+++ DATA PROVIDED

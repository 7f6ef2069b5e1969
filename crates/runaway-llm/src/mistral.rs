//! Mistral chat completions client.
//!
//! One client serves three collaborators: passenger dialogue, the detective's
//! guesses and similarity scoring.

use std::time::Duration;

use async_trait::async_trait;
use reqwest::Client;
use runaway_core::catalog::PassengerProfile;
use runaway_core::collaborator::{
    ChatLine, CollaboratorError, DialogueGenerator, GuessGenerator, GuessRequest, GuessResponse,
    Role, SimilarityScorer,
};
use serde::{Deserialize, Serialize};
use tracing::debug;

use crate::prompts;

/// Default Mistral base URL.
pub const DEFAULT_MISTRAL_BASE_URL: &str = "https://api.mistral.ai";

/// Default model for dialogue and guessing.
pub const DEFAULT_DIALOGUE_MODEL: &str = "mistral-large-latest";

/// Default model for similarity scoring.
pub const DEFAULT_SCORING_MODEL: &str = "mistral-small-latest";

const DIALOGUE_TEMPERATURE: f32 = 0.7;
const DIALOGUE_MAX_TOKENS: u32 = 500;
const GUESS_TEMPERATURE: f32 = 1.0;
const SCORING_TEMPERATURE: f32 = 0.0;
const REQUEST_TIMEOUT_SECS: u64 = 60;

/// Connection settings for [`MistralClient`].
#[derive(Debug, Clone)]
pub struct MistralConfig {
    /// API key sent as a bearer token.
    pub api_key: String,
    /// Base URL without the `/v1/...` path.
    pub base_url: String,
    /// Model for dialogue and guessing.
    pub dialogue_model: String,
    /// Model for similarity scoring.
    pub scoring_model: String,
}

/// Client for Mistral's chat completions API.
#[derive(Clone)]
pub struct MistralClient {
    client: Client,
    api_key: String,
    base_url: String,
    dialogue_model: String,
    scoring_model: String,
}

impl std::fmt::Debug for MistralClient {
    fn fmt(&self, f: &mut std::fmt::Formatter<'_>) -> std::fmt::Result {
        f.debug_struct("MistralClient")
            .field("base_url", &self.base_url)
            .field("dialogue_model", &self.dialogue_model)
            .field("scoring_model", &self.scoring_model)
            .finish_non_exhaustive()
    }
}

impl MistralClient {
    /// Creates a client from `config`.
    #[must_use]
    pub fn new(config: MistralConfig) -> Self {
        let client = Client::builder()
            .timeout(Duration::from_secs(REQUEST_TIMEOUT_SECS))
            .build()
            .unwrap_or_else(|_| Client::new());

        Self {
            client,
            api_key: config.api_key,
            base_url: config.base_url.trim_end_matches('/').to_owned(),
            dialogue_model: config.dialogue_model,
            scoring_model: config.scoring_model,
        }
    }

    async fn complete(&self, request: &ChatRequest<'_>) -> Result<String, CollaboratorError> {
        let response = self
            .client
            .post(format!("{}/v1/chat/completions", self.base_url))
            .bearer_auth(&self.api_key)
            .json(request)
            .send()
            .await
            .map_err(|e| CollaboratorError::RequestFailed(e.to_string()))?;

        let status = response.status();
        if !status.is_success() {
            let body = response.text().await.unwrap_or_default();
            return Err(CollaboratorError::RequestFailed(format!("status {status}: {body}")));
        }

        let body: ChatResponse = response
            .json()
            .await
            .map_err(|e| CollaboratorError::InvalidResponse(e.to_string()))?;
        debug!(model = request.model, "chat completion received");
        first_choice(body)
    }
}

#[derive(Debug, Serialize)]
struct ChatRequest<'a> {
    model: &'a str,
    messages: Vec<ChatMessage>,
    temperature: f32,
    #[serde(skip_serializing_if = "Option::is_none")]
    max_tokens: Option<u32>,
    #[serde(skip_serializing_if = "Option::is_none")]
    response_format: Option<ResponseFormat>,
}

#[derive(Debug, Serialize, Deserialize)]
struct ChatMessage {
    role: String,
    content: String,
}

impl ChatMessage {
    fn new(role: Role, content: impl Into<String>) -> Self {
        Self {
            role: role.as_str().to_owned(),
            content: content.into(),
        }
    }
}

#[derive(Debug, Serialize)]
struct ResponseFormat {
    #[serde(rename = "type")]
    kind: &'static str,
}

impl ResponseFormat {
    fn json() -> Self {
        Self { kind: "json_object" }
    }
}

#[derive(Debug, Deserialize)]
struct ChatResponse {
    choices: Vec<ChatChoice>,
}

#[derive(Debug, Deserialize)]
struct ChatChoice {
    message: ChatResponseMessage,
}

#[derive(Debug, Deserialize)]
struct ChatResponseMessage {
    content: Option<String>,
}

#[derive(Debug, Deserialize)]
struct ScoreBody {
    score: f64,
}

fn first_choice(response: ChatResponse) -> Result<String, CollaboratorError> {
    response
        .choices
        .into_iter()
        .next()
        .and_then(|choice| choice.message.content)
        .filter(|content| !content.trim().is_empty())
        .ok_or_else(|| CollaboratorError::InvalidResponse("no content in completion".into()))
}

fn parse_guess(content: &str) -> Result<GuessResponse, CollaboratorError> {
    let parsed: GuessResponse = serde_json::from_str(content)
        .map_err(|e| CollaboratorError::InvalidResponse(format!("malformed guess: {e}")))?;
    if parsed.guess.trim().is_empty() {
        return Err(CollaboratorError::InvalidResponse("empty guess".into()));
    }
    Ok(parsed)
}

fn parse_score(content: &str) -> Result<f64, CollaboratorError> {
    let parsed: ScoreBody = serde_json::from_str(content)
        .map_err(|e| CollaboratorError::InvalidResponse(format!("malformed score: {e}")))?;
    Ok(parsed.score)
}

fn dialogue_messages(profile: &PassengerProfile, history: &[ChatLine]) -> Vec<ChatMessage> {
    std::iter::once(ChatMessage::new(Role::System, prompts::character_prompt(profile)))
        .chain(
            history
                .iter()
                .map(|line| ChatMessage::new(line.role, line.content.clone())),
        )
        .collect()
}

#[async_trait]
impl DialogueGenerator for MistralClient {
    async fn generate_reply(
        &self,
        profile: &PassengerProfile,
        history: &[ChatLine],
    ) -> Result<String, CollaboratorError> {
        let request = ChatRequest {
            model: &self.dialogue_model,
            messages: dialogue_messages(profile, history),
            temperature: DIALOGUE_TEMPERATURE,
            max_tokens: Some(DIALOGUE_MAX_TOKENS),
            response_format: None,
        };
        self.complete(&request).await
    }
}

#[async_trait]
impl GuessGenerator for MistralClient {
    async fn generate_guess(&self, request: &GuessRequest) -> Result<GuessResponse, CollaboratorError> {
        let chat = ChatRequest {
            model: &self.dialogue_model,
            messages: vec![ChatMessage::new(Role::User, prompts::guess_prompt(request))],
            temperature: GUESS_TEMPERATURE,
            max_tokens: None,
            response_format: Some(ResponseFormat::json()),
        };
        let content = self.complete(&chat).await?;
        parse_guess(&content)
    }
}

#[async_trait]
impl SimilarityScorer for MistralClient {
    async fn score(&self, passcode: &str, guess: &str, theme: &str) -> Result<f64, CollaboratorError> {
        let chat = ChatRequest {
            model: &self.scoring_model,
            messages: vec![
                ChatMessage::new(Role::System, prompts::SCORING_SYSTEM_PROMPT),
                ChatMessage::new(Role::User, prompts::scoring_message(passcode, guess, theme)),
            ],
            temperature: SCORING_TEMPERATURE,
            max_tokens: None,
            response_format: Some(ResponseFormat::json()),
        };
        let content = self.complete(&chat).await?;
        parse_score(&content)
    }
}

++++++

* WHAT THE TASK REQUIRES
The data above should be reproduced in full, word for word.

* COMPLETED TASK
repository 7f6ef2069b5e1969
filename crates/runaway-llm/src/mistral.rs
//! Mistral chat completions client.
//!
//! One client serves three collaborators: passenger dialogue, the detective's
//! guesses and similarity scoring.

use std::time::Duration;

use async_trait::async_trait;
use reqwest::Client;
use runaway_core::catalog::PassengerProfile;
use runaway_core::collaborator::{
    ChatLine, CollaboratorError, DialogueGenerator, GuessGenerator, GuessRequest, GuessResponse,
    Role, SimilarityScorer,
};
use serde::{Deserialize, Serialize};
use tracing::debug;

use crate::prompts;

/// Default Mistral base URL.
pub const DEFAULT_MISTRAL_BASE_URL: &str = "https://api.mistral.ai";

/// Default model for dialogue and guessing.
pub const DEFAULT_DIALOGUE_MODEL: &str = "mistral-large-latest";

/// Default model for similarity scoring.
pub const DEFAULT_SCORING_MODEL: &str = "mistral-small-latest";

const DIALOGUE_TEMPERATURE: f32 = 0.7;
const DIALOGUE_MAX_TOKENS: u32 = 500;
const GUESS_TEMPERATURE: f32 = 1.0;
const SCORING_TEMPERATURE: f32 = 0.0;
const REQUEST_TIMEOUT_SECS: u64 = 60;

/// Connection settings for [`MistralClient`].
#[derive(Debug, Clone)]
pub struct MistralConfig {
    /// API key sent as a bearer token.
    pub api_key: String,
    /// Base URL without the `/v1/...` path.
    pub base_url: String,
    /// Model for dialogue and guessing.
    pub dialogue_model: String,
    /// Model for similarity scoring.
    pub scoring_model: String,
}

/// Client for Mistral's chat completions API.
#[derive(Clone)]
pub struct MistralClient {
    client: Client,
    api_key: String,
    base_url: String,
    dialogue_model: String,
    scoring_model: String,
}

impl std::fmt::Debug for MistralClient {
    fn fmt(&self, f: &mut std::fmt::Formatter<'_>) -> std::fmt::Result {
        f.debug_struct("MistralClient")
            .field("base_url", &self.base_url)
            .field("dialogue_model", &self.dialogue_model)
            .field("scoring_model", &self.scoring_model)
            .finish_non_exhaustive()
    }
}

impl MistralClient {
    /// Creates a client from `config`.
    #[must_use]
    pub fn new(config: MistralConfig) -> Self {
        let client = Client::builder()
            .timeout(Duration::from_secs(REQUEST_TIMEOUT_SECS))
            .build()
            .unwrap_or_else(|_| Client::new());

        Self {
            client,
            api_key: config.api_key,
            base_url: config.base_url.trim_end_matches('/').to_owned(),
            dialogue_model: config.dialogue_model,
            scoring_model: config.scoring_model,
        }
    }

    async fn complete(&self, request: &ChatRequest<'_>) -> Result<String, CollaboratorError> {
        let response = self
            .client
            .post(format!("{}/v1/chat/completions", self.base_url))
            .bearer_auth(&self.api_key)
            .json(request)
            .send()
            .await
            .map_err(|e| CollaboratorError::RequestFailed(e.to_string()))?;

        let status = response.status();
        if !status.is_success() {
            let body = response.text().await.unwrap_or_default();
            return Err(CollaboratorError::RequestFailed(format!("status {status}: {body}")));
        }

        let body: ChatResponse = response
            .json()
            .await
            .map_err(|e| CollaboratorError::InvalidResponse(e.to_string()))?;
        debug!(model = request.model, "chat completion received");
        first_choice(body)
    }
}

#[derive(Debug, Serialize)]
struct ChatRequest<'a> {
    model: &'a str,
    messages: Vec<ChatMessage>,
    temperature: f32,
    #[serde(skip_serializing_if = "Option::is_none")]
    max_tokens: Option<u32>,
    #[serde(skip_serializing_if = "Option::is_none")]
    response_format: Option<ResponseFormat>,
}

#[derive(Debug, Serialize, Deserialize)]
struct ChatMessage {
    role: String,
    content: String,
}

impl ChatMessage {
    fn new(role: Role, content: impl Into<String>) -> Self {
        Self {
            role: role.as_str().to_owned(),
            content: content.into(),
        }
    }
}

#[derive(Debug, Serialize)]
struct ResponseFormat {
    #[serde(rename = "type")]
    kind: &'static str,
}

impl ResponseFormat {
    fn json() -> Self {
        Self { kind: "json_object" }
    }
}

#[derive(Debug, Deserialize)]
struct ChatResponse {
    choices: Vec<ChatChoice>,
}

#[derive(Debug, Deserialize)]
struct ChatChoice {
    message: ChatResponseMessage,
}

#[derive(Debug, Deserialize)]
struct ChatResponseMessage {
    content: Option<String>,
}

#[derive(Debug, Deserialize)]
struct ScoreBody {
    score: f64,
}

fn first_choice(response: ChatResponse) -> Result<String, CollaboratorError> {
    response
        .choices
        .into_iter()
        .next()
        .and_then(|choice| choice.message.content)
        .filter(|content| !content.trim().is_empty())
        .ok_or_else(|| CollaboratorError::InvalidResponse("no content in completion".into()))
}

fn parse_guess(content: &str) -> Result<GuessResponse, CollaboratorError> {
    let parsed: GuessResponse = serde_json::from_str(content)
        .map_err(|e| CollaboratorError::InvalidResponse(format!("malformed guess: {e}")))?;
    if parsed.guess.trim().is_empty() {
        return Err(CollaboratorError::InvalidResponse("empty guess".into()));
    }
    Ok(parsed)
}

fn parse_score(content: &str) -> Result<f64, CollaboratorError> {
    let parsed: ScoreBody = serde_json::from_str(content)
        .map_err(|e| CollaboratorError::InvalidResponse(format!("malformed score: {e}")))?;
    Ok(parsed.score)
}

fn dialogue_messages(profile: &PassengerProfile, history: &[ChatLine]) -> Vec<ChatMessage> {
    std::iter::once(ChatMessage::new(Role::System, prompts::character_prompt(profile)))
        .chain(
            history
                .iter()
                .map(|line| ChatMessage::new(line.role, line.content.clone())),
        )
        .collect()
}

#[async_trait]
impl DialogueGenerator for MistralClient {
    async fn generate_reply(
        &self,
        profile: &PassengerProfile,
        history: &[ChatLine],
    ) -> Result<String, CollaboratorError> {
        let request = ChatRequest {
            model: &self.dialogue_model,
            messages: dialogue_messages(profile, history),
            temperature: DIALOGUE_TEMPERATURE,
            max_tokens: Some(DIALOGUE_MAX_TOKENS),
            response_format: None,
        };
        self.complete(&request).await
    }
}

#[async_trait]
impl GuessGenerator for MistralClient {
    async fn generate_guess(&self, request: &GuessRequest) -> Result<GuessResponse, CollaboratorError> {
        let chat = ChatRequest {
            model: &self.dialogue_model,
            messages: vec![ChatMessage::new(Role::User, prompts::guess_prompt(request))],
            temperature: GUESS_TEMPERATURE,
            max_tokens: None,
            response_format: Some(ResponseFormat::json()),
        };
        let content = self.complete(&chat).await?;
        parse_guess(&content)
    }
}

#[async_trait]
impl SimilarityScorer for MistralClient {
    async fn score(&self, passcode: &str, guess: &str, theme: &str) -> Result<f64, CollaboratorError> {
        let chat = ChatRequest {
            model: &self.scoring_model,
            messages: vec![
                ChatMessage::new(Role::System, prompts::SCORING_SYSTEM_PROMPT),
                ChatMessage::new(Role::User, prompts::scoring_message(passcode, guess, theme)),
            ],
            temperature: SCORING_TEMPERATURE,
            max_tokens: None,
            response_format: Some(ResponseFormat::json()),
        };
        let content = self.complete(&chat).await?;
        parse_score(&content)
    }
}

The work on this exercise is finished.